Madhav's friends arrive outside his house. He attempts to call to them for help but stops when Siddhu threatens to kill his daughter. Meanwhile, Jyothi overhears his friends talking about Siddhu's incident. As his friends leave, Jyothi angrily questions Madhav, who confesses that he tried to sexually assault Anu, but she fought back. Siddhu apologizes to Jyothi and leaves the broken family alone. Jyothi takes her daughter inside, while Madhav lies in the room immobilized. A happy and relaxed Siddhu meets Anu that night.

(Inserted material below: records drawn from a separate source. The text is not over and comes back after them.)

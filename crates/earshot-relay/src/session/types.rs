use std::fmt;
use std::time::Duration;

/// Configuration for a [`RelaySession`](super::RelaySession).
#[derive(Debug, Clone)]
pub struct SessionConfig {
    /// Hub URL, e.g. `ws://127.0.0.1:8970`. See [`normalize_hub_url`].
    pub hub_url: String,
    /// Upper bound on each connection attempt.
    pub connect_timeout: Duration,
    /// Retry after a lost or failed connection instead of closing.
    pub reconnect: bool,
    /// First retry delay; doubles after every failed attempt.
    pub reconnect_delay: Duration,
    pub max_reconnect_delay: Duration,
}

impl Default for SessionConfig {
    fn default() -> Self {
        Self {
            hub_url: "ws://127.0.0.1:8970".into(),
            connect_timeout: Duration::from_secs(10),
            reconnect: true,
            reconnect_delay: Duration::from_secs(1),
            max_reconnect_delay: Duration::from_secs(30),
        }
    }
}

impl SessionConfig {
    pub fn new(hub_url: &str) -> Self {
        Self {
            hub_url: normalize_hub_url(hub_url),
            ..Self::default()
        }
    }

    /// Delay to use after `current` fails.
    pub(crate) fn next_delay(&self, current: Duration) -> Duration {
        (current * 2).min(self.max_reconnect_delay)
    }
}

/// Client-side connection state.
#[derive(Debug, Clone, Copy, PartialEq, Eq)]
pub enum SessionState {
    /// Dialing the hub (first attempt or a retry).
    Connecting,
    /// Transport is up; `Identify` is about to go out.
    Connected,
    /// Identified; traffic flows both ways.
    Streaming,
    /// Terminal.
    Closed,
}

impl fmt::Display for SessionState {
    fn fmt(&self, f: &mut fmt::Formatter<'_>) -> fmt::Result {
        let name = match self {
            Self::Connecting => "connecting",
            Self::Connected => "connected",
            Self::Streaming => "streaming",
            Self::Closed => "closed",
        };
        f.write_str(name)
    }
}

/// Accept either a full `ws://`/`wss://` URL or a bare `host:port`.
pub fn normalize_hub_url(input: &str) -> String {
    let trimmed = input.trim();
    if trimmed.starts_with("ws://") || trimmed.starts_with("wss://") {
        trimmed.to_string()
    } else {
        format!("ws://{trimmed}")
    }
}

The next day, Anu joins Siddhu at the beach. Still angry at his question, she asks what else he wants to know. He pulls his car over and takes the Madhav's friend out of the trunk. He apologizes to Anu and Siddhu offers him money to get back home. Still angry, Anu asks Siddhu if Madhav had done something to her, would he have abandoned her. Siddhu refuses to reply and changes the topic by proposing to her for her birthday. She turns him down as she does not want to live with Siddhu anymore. She realizes Siddhu might not have accepted her if something bad had happened, regardless of who was at fault or how miserable the situation was.

== Cast ==

- Teja Sajja as Siddharth "Siddhu"
- Priya Prakash Varrier as Anasuya "Anu"
- Ravindra Vijay as Madhav
- Leona Lishoy as Jyothi

== Production ==
Mega Super Good Films announced the film on 8 January 2021 through Twitter. Filming took place in early 2021.

== Soundtrack ==

Original Soundtrack
| No. | Title | Lyrics | Singer(s) | Length |
|---|---|---|---|---|
| 1. | "Aanandam Madike" | Sri Mani | Sid Sriram, Satya Yamini | 3:17 |
| 2. | "Aagalekapotunna" | Sri Mani | Anurag Kulkarni | 2:33 |
| 3. | "Cheekati Chirujwaalai" | Sri Mani | Anurag Kulkarni, Uma Neha | 2:13 |

== Release ==
The film was originally scheduled to release on 23 April 2021, but the release was postponed due to the COVID-19 pandemic in India. Later, it was announced that the film will be released on 30 July 2021.

== Reception ==
Neeshita Nyayapati of The Times of India gave a rating of 2.5 out of 5 and cited it as "an odd mix of feminism and misogyny". She felt that the film had the potential to be something more, if only the subject at hand was handled better instead of ending up being nothing but than a case-study on the big, fat, male ego. Sakshi 's Anji Setty rated the film two for five. He criticized the screenplay, narration, and, praised the acting performances done by lead actors.